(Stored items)

▬▬▬▬▬▬▬▬▬▬

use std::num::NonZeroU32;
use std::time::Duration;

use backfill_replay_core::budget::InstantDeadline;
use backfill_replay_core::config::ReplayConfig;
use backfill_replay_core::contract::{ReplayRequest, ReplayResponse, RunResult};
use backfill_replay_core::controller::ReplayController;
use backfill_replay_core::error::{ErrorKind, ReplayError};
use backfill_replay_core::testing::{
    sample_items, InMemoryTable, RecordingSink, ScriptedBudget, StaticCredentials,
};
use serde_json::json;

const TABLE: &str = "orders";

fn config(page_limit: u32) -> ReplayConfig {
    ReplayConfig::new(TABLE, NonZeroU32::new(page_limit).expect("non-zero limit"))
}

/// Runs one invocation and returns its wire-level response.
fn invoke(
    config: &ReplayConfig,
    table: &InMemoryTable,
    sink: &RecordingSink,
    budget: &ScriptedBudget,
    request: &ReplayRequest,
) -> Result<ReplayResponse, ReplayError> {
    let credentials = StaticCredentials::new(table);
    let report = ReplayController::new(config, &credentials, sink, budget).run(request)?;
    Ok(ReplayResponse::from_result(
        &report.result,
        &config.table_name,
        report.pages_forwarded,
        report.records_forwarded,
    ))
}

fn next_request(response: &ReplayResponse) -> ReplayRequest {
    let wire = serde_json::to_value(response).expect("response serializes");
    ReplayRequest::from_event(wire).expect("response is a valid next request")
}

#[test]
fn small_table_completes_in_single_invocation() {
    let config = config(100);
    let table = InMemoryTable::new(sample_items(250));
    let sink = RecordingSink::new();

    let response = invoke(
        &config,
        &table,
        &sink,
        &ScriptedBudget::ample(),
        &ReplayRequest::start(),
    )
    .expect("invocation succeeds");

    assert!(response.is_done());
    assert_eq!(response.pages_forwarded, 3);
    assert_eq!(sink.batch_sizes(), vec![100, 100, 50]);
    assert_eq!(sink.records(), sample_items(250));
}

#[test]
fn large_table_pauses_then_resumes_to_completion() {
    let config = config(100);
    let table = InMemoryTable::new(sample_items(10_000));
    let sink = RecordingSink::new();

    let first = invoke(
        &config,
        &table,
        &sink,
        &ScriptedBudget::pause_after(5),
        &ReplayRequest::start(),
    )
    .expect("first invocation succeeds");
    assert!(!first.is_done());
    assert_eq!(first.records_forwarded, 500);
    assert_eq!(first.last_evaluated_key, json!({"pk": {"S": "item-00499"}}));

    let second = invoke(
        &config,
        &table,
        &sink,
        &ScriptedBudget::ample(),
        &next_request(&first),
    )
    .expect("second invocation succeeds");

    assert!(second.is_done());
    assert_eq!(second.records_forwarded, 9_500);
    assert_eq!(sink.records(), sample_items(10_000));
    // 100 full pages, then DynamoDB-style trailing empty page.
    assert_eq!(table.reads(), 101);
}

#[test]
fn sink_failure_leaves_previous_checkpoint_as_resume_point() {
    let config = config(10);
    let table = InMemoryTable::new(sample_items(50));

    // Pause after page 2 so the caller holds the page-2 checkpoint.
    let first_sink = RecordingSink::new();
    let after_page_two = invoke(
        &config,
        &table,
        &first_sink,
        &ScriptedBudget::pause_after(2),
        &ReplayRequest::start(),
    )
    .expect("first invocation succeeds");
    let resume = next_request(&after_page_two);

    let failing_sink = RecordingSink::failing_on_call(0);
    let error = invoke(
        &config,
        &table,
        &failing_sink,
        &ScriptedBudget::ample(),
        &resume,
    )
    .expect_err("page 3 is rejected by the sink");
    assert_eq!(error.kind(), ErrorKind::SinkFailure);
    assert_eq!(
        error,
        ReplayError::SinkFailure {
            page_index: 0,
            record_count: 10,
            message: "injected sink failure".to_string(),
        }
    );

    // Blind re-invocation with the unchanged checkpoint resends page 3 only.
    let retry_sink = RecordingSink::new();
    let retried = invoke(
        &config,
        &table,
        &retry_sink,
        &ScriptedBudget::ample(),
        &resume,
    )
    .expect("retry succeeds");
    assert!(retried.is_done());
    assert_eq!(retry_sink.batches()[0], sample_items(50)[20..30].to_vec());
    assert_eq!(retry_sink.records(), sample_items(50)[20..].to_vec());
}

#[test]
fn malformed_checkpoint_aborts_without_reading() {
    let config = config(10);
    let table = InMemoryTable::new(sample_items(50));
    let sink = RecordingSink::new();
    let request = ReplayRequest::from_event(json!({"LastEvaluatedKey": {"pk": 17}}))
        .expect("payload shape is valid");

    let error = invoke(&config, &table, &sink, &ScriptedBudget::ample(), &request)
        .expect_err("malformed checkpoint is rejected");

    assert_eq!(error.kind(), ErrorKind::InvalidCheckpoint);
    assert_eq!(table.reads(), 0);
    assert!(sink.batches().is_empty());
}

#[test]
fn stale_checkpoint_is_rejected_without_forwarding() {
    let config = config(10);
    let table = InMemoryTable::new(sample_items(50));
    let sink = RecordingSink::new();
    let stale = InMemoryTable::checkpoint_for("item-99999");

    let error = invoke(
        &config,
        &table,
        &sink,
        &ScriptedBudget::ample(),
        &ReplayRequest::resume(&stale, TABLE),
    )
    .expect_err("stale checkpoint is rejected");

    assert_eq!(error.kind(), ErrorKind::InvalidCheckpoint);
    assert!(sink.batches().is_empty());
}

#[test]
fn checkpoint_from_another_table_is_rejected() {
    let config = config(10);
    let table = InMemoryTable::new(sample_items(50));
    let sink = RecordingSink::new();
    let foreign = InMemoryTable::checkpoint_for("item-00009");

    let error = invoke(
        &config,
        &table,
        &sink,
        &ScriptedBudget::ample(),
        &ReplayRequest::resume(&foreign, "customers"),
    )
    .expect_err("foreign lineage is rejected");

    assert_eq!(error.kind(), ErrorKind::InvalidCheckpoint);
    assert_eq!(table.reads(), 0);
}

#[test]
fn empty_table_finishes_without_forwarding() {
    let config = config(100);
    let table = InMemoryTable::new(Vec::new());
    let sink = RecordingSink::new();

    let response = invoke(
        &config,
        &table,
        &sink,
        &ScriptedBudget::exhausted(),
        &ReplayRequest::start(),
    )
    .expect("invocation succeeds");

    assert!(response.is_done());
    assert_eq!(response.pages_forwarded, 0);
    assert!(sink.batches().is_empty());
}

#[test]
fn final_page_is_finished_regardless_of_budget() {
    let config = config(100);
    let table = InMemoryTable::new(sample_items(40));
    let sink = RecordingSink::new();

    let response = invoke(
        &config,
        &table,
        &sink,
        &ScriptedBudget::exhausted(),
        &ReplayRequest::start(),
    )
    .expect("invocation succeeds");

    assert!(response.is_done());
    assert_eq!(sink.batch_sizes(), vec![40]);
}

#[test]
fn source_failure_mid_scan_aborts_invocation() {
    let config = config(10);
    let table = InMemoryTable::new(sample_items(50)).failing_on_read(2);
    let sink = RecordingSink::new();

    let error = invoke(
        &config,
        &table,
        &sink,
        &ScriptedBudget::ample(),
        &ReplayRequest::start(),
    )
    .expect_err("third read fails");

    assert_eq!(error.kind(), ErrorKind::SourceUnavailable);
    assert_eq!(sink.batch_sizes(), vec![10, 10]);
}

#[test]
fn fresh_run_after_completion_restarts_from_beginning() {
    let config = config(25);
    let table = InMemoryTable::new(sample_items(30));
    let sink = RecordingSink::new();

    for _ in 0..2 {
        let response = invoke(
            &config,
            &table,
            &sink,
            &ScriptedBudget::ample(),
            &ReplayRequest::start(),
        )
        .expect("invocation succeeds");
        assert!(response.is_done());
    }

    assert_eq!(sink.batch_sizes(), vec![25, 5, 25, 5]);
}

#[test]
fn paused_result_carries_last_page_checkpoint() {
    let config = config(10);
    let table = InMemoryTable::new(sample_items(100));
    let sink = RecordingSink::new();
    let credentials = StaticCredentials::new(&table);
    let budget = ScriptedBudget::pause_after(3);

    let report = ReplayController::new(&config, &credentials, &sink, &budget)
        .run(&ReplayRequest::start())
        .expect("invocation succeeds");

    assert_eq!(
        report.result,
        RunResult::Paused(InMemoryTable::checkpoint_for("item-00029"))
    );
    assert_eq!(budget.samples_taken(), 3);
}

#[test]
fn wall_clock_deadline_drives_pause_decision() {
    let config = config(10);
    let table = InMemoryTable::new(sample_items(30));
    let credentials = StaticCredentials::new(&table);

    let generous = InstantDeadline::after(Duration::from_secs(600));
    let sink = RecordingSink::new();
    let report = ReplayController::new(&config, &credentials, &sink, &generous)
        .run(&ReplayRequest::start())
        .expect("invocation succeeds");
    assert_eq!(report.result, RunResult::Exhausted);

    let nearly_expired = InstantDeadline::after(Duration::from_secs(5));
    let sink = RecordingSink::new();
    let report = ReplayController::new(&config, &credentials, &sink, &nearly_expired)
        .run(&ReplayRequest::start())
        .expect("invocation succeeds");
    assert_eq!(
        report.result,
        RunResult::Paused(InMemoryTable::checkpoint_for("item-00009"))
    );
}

▬▬▬▬▬▬▬▬▬▬

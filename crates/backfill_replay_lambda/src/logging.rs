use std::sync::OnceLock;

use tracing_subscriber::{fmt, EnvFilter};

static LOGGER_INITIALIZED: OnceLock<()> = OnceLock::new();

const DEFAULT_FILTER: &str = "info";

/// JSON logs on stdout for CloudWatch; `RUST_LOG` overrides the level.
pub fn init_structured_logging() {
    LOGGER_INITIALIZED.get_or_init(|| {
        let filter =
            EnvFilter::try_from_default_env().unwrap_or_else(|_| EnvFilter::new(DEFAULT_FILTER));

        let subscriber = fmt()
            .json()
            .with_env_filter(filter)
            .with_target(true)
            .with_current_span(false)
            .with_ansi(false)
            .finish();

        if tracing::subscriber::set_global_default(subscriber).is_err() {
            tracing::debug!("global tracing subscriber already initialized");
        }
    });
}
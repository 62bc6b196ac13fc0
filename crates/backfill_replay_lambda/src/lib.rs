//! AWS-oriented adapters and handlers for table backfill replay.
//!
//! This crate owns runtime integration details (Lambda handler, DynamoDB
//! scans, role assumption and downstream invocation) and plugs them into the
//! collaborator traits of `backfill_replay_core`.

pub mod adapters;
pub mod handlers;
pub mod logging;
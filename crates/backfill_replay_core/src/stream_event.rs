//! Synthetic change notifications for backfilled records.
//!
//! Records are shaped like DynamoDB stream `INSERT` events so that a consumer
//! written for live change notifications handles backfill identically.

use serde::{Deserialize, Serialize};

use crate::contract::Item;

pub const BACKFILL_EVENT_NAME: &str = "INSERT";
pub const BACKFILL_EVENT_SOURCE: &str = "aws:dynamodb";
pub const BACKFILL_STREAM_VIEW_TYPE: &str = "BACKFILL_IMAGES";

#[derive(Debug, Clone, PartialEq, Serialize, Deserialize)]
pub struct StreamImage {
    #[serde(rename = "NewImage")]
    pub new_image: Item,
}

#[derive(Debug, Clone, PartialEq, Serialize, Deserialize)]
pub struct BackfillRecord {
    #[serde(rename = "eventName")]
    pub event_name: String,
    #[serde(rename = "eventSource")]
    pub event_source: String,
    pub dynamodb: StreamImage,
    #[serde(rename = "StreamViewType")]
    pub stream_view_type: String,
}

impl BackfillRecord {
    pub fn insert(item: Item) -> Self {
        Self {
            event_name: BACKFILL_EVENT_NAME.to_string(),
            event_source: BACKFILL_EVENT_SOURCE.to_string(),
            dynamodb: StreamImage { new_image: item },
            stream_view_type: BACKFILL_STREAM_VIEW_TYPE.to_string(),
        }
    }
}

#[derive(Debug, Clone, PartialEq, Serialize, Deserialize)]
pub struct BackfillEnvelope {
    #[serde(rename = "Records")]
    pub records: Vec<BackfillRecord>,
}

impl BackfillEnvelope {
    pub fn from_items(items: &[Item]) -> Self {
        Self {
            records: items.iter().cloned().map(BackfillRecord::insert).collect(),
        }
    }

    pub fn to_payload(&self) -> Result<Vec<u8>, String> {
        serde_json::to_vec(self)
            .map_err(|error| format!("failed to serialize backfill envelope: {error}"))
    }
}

▬▬▬▬▬▬▬▬▬▬

Give the number of lines in the entries that contain the word "impl", without any other words.

## [EXERCISE RESPONSE]
2